PMID-37369232 – Orforglipron Phase 2 Type 2 Diabetes

Frias JP, Hsia S, Engel SS, et al. Efficacy and safety of oral orforglipron in patients with type 2 diabetes: a multicentre, randomised, dose-response, phase 2 study. Lancet. 2023;402(10400):472-483.

Quick Reference

Property Value
PMID 37369232
DOI 10.1016/S0140-6736(23)01302-8
Year 2023
Journal The Lancet
Study Type RCT (Phase 2, dose-response)
Evidence Level II
Sample n=383 adults with type 2 diabetes (569 screened)
Peptide(s) Studied Orforglipron

Key Findings

  • At week 26, mean HbA1c change with orforglipron was up to -2.10% (-1.67% placebo-adjusted) vs. -0.43% with placebo
  • Dulaglutide 1.5 mg comparator arm achieved -1.10% HbA1c reduction
  • Body weight change at week 26 was up to -10.1 kg with orforglipron vs. -2.2 kg (placebo) and -3.9 kg (dulaglutide)
  • 352 of 383 (92%) participants completed the study; 303 (79%) completed 26 weeks of treatment
  • Dose-dependent HbA1c reductions across 3, 12, 24, 36, and 45 mg dose groups
  • Treatment-emergent adverse events occurred in 62-89% of orforglipron-treated participants
  • GI events (44-70% with orforglipron) were predominantly mild-to-moderate
  • No significant hepatic or renal safety signals

Study Design

Phase 2, multicentre, randomised, double-blind, placebo-controlled, dose-response study with an open-label dulaglutide 1.5 mg comparator arm. Adults with T2D (HbA1c 7.0-10.5%) on metformin or without background therapy were randomized to orforglipron (3, 12, 24, 36, or 45 mg daily), placebo, or open-label dulaglutide 1.5 mg weekly for 26 weeks. Primary endpoint was HbA1c change from baseline at week 26.

Limitations

  • Phase 2 dose-finding design (not powered for clinical endpoints)
  • Open-label dulaglutide arm introduces potential bias
  • 26-week treatment duration limits long-term conclusions
  • Higher doses had higher GI adverse event rates
  • Small sample sizes per dose group

Clinical Relevance

This Lancet publication demonstrated that oral orforglipron achieves glycemic control and weight loss superior to injectable dulaglutide 1.5 mg. The -2.10% HbA1c reduction and -10.1 kg weight loss with a once-daily oral pill rival or exceed many injectable GLP-1 RAs.
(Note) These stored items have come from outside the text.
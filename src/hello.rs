//! The hello / isMaster handshake command and its response.

use std::time::Duration;

use serde::Deserialize;

use crate::{
    bson::{doc, oid::ObjectId},
    cmap::conn::command::Command,
    options::ServerAddress,
    sdam::ServerType,
    selection_criteria::TagSet,
};

/// The legacy name of the hello command. Used against servers that predate `hello` and for
/// the very first exchange on a connection, before the wire version is known.
pub(crate) const LEGACY_HELLO_COMMAND_NAME: &str = "isMaster";
pub(crate) const LEGACY_HELLO_COMMAND_NAME_LOWERCASE: &str = "ismaster";

/// Construct a hello command, taking into account whether the server is known to support
/// the modern name.
pub(crate) fn hello_command(hello_ok: Option<bool>) -> Command {
    let (name, body) = if hello_ok == Some(true) {
        ("hello", doc! { "hello": 1 })
    } else {
        (
            LEGACY_HELLO_COMMAND_NAME,
            doc! { LEGACY_HELLO_COMMAND_NAME: 1, "helloOk": true },
        )
    };

    Command::new(name, "admin", body)
}

/// The response to a hello command, paired with the address it came from.
#[derive(Clone, Debug)]
pub(crate) struct HelloReply {
    pub(crate) server_address: ServerAddress,
    pub(crate) command_response: HelloCommandResponse,
    pub(crate) round_trip_time: Duration,
}

/// The body of the response to a hello command.
#[derive(Clone, Debug, Default, Deserialize)]
#[serde(rename_all = "camelCase")]
pub(crate) struct HelloCommandResponse {
    /// Whether the server understands the modern `hello` command name.
    #[serde(default)]
    pub(crate) hello_ok: Option<bool>,

    #[serde(rename = "ismaster", default)]
    pub(crate) is_master: Option<bool>,

    #[serde(default)]
    pub(crate) is_writable_primary: Option<bool>,

    /// "isdbgrid" when the server is a mongos.
    #[serde(default)]
    pub(crate) msg: Option<String>,

    /// Present and true only on a server started with --replSet that has not yet been
    /// initiated into a set.
    #[serde(rename = "isreplicaset", default)]
    pub(crate) is_replica_set: Option<bool>,

    #[serde(default)]
    pub(crate) set_name: Option<String>,

    #[serde(default)]
    pub(crate) set_version: Option<i32>,

    #[serde(default)]
    pub(crate) election_id: Option<ObjectId>,

    #[serde(default)]
    pub(crate) secondary: Option<bool>,

    #[serde(default)]
    pub(crate) arbiter_only: Option<bool>,

    #[serde(default)]
    pub(crate) hidden: Option<bool>,

    #[serde(default)]
    pub(crate) hosts: Option<Vec<String>>,

    #[serde(default)]
    pub(crate) passives: Option<Vec<String>>,

    #[serde(default)]
    pub(crate) arbiters: Option<Vec<String>>,

    /// The address the server believes it is known by, which may disagree with the address
    /// the client used to reach it.
    #[serde(default)]
    pub(crate) me: Option<String>,

    #[serde(default)]
    pub(crate) tags: Option<TagSet>,

    #[serde(default)]
    pub(crate) min_wire_version: Option<i32>,

    #[serde(default)]
    pub(crate) max_wire_version: Option<i32>,

    #[serde(default)]
    pub(crate) max_bson_object_size: Option<i64>,

    #[serde(default)]
    pub(crate) max_message_size_bytes: Option<i64>,

    #[serde(default)]
    pub(crate) max_write_batch_size: Option<i64>,

    #[serde(default)]
    pub(crate) logical_session_timeout_minutes: Option<i64>,

    /// The compressors, of those offered by the client, that the server also supports.
    #[serde(default)]
    pub(crate) compression: Option<Vec<String>>,

    #[serde(default)]
    pub(crate) sasl_supported_mechs: Option<Vec<String>>,
}

impl HelloCommandResponse {
    pub(crate) fn logical_session_timeout(&self) -> Option<Duration> {
        self.logical_session_timeout_minutes
            .map(|minutes| Duration::from_secs(minutes.max(0) as u64 * 60))
    }

    fn is_primary(&self) -> bool {
        self.is_writable_primary.or(self.is_master).unwrap_or(false)
    }

    /// Derives the type of the server that sent this response.
    pub(crate) fn server_type(&self) -> ServerType {
        if self.msg.as_deref() == Some("isdbgrid") {
            return ServerType::Mongos;
        }

        if self.set_name.is_some() {
            if self.hidden == Some(true) {
                ServerType::RsOther
            } else if self.is_primary() {
                ServerType::RsPrimary
            } else if self.secondary == Some(true) {
                ServerType::RsSecondary
            } else if self.arbiter_only == Some(true) {
                ServerType::RsArbiter
            } else {
                ServerType::RsOther
            }
        } else if self.is_replica_set == Some(true) {
            ServerType::RsGhost
        } else {
            ServerType::Standalone
        }
    }

    /// All addresses the response names as members of its set.
    pub(crate) fn known_hosts(&self) -> impl Iterator<Item = &String> {
        self.hosts
            .iter()
            .flatten()
            .chain(self.passives.iter().flatten())
            .chain(self.arbiters.iter().flatten())
    }
}

#[cfg(test)]
mod test {
    use super::*;
    use crate::bson::Document;

    fn response(doc: Document) -> HelloCommandResponse {
        crate::bson::from_document(doc).unwrap()
    }

    #[test]
    fn server_type_derivation() {
        assert_eq!(response(doc! { "ok": 1 }).server_type(), ServerType::Standalone);
        assert_eq!(
            response(doc! { "ok": 1, "msg": "isdbgrid" }).server_type(),
            ServerType::Mongos
        );
        assert_eq!(
            response(doc! { "ok": 1, "isreplicaset": true }).server_type(),
            ServerType::RsGhost
        );
        assert_eq!(
            response(doc! { "ok": 1, "setName": "rs", "isWritablePrimary": true }).server_type(),
            ServerType::RsPrimary
        );
        assert_eq!(
            response(doc! { "ok": 1, "setName": "rs", "ismaster": true }).server_type(),
            ServerType::RsPrimary
        );
        assert_eq!(
            response(doc! { "ok": 1, "setName": "rs", "secondary": true }).server_type(),
            ServerType::RsSecondary
        );
        assert_eq!(
            response(doc! { "ok": 1, "setName": "rs", "arbiterOnly": true }).server_type(),
            ServerType::RsArbiter
        );
        assert_eq!(
            response(doc! { "ok": 1, "setName": "rs", "hidden": true, "secondary": true })
                .server_type(),
            ServerType::RsOther
        );
        assert_eq!(
            response(doc! { "ok": 1, "setName": "rs" }).server_type(),
            ServerType::RsOther
        );
    }

    #[test]
    fn session_timeout_minutes() {
        let response = response(doc! { "ok": 1, "logicalSessionTimeoutMinutes": 30 });
        assert_eq!(
            response.logical_session_timeout(),
            Some(Duration::from_secs(30 * 60))
        );
    }

    #[test]
    fn hello_command_names() {
        let legacy = hello_command(None);
        assert_eq!(legacy.name, LEGACY_HELLO_COMMAND_NAME);
        assert!(legacy.body.contains_key("helloOk"));

        let modern = hello_command(Some(true));
        assert_eq!(modern.name, "hello");
    }
}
For the peptide therapy landscape, orforglipron represents the leading edge of oral non-peptide GLP-1 RA development. Practitioners must understand this competitive landscape: if Phase 3 (ATTAIN program) confirms these results, the therapeutic paradigm for GLP-1-based treatment could shift substantially from injection to oral administration. NOTE: Orforglipron is a small molecule, NOT a peptide.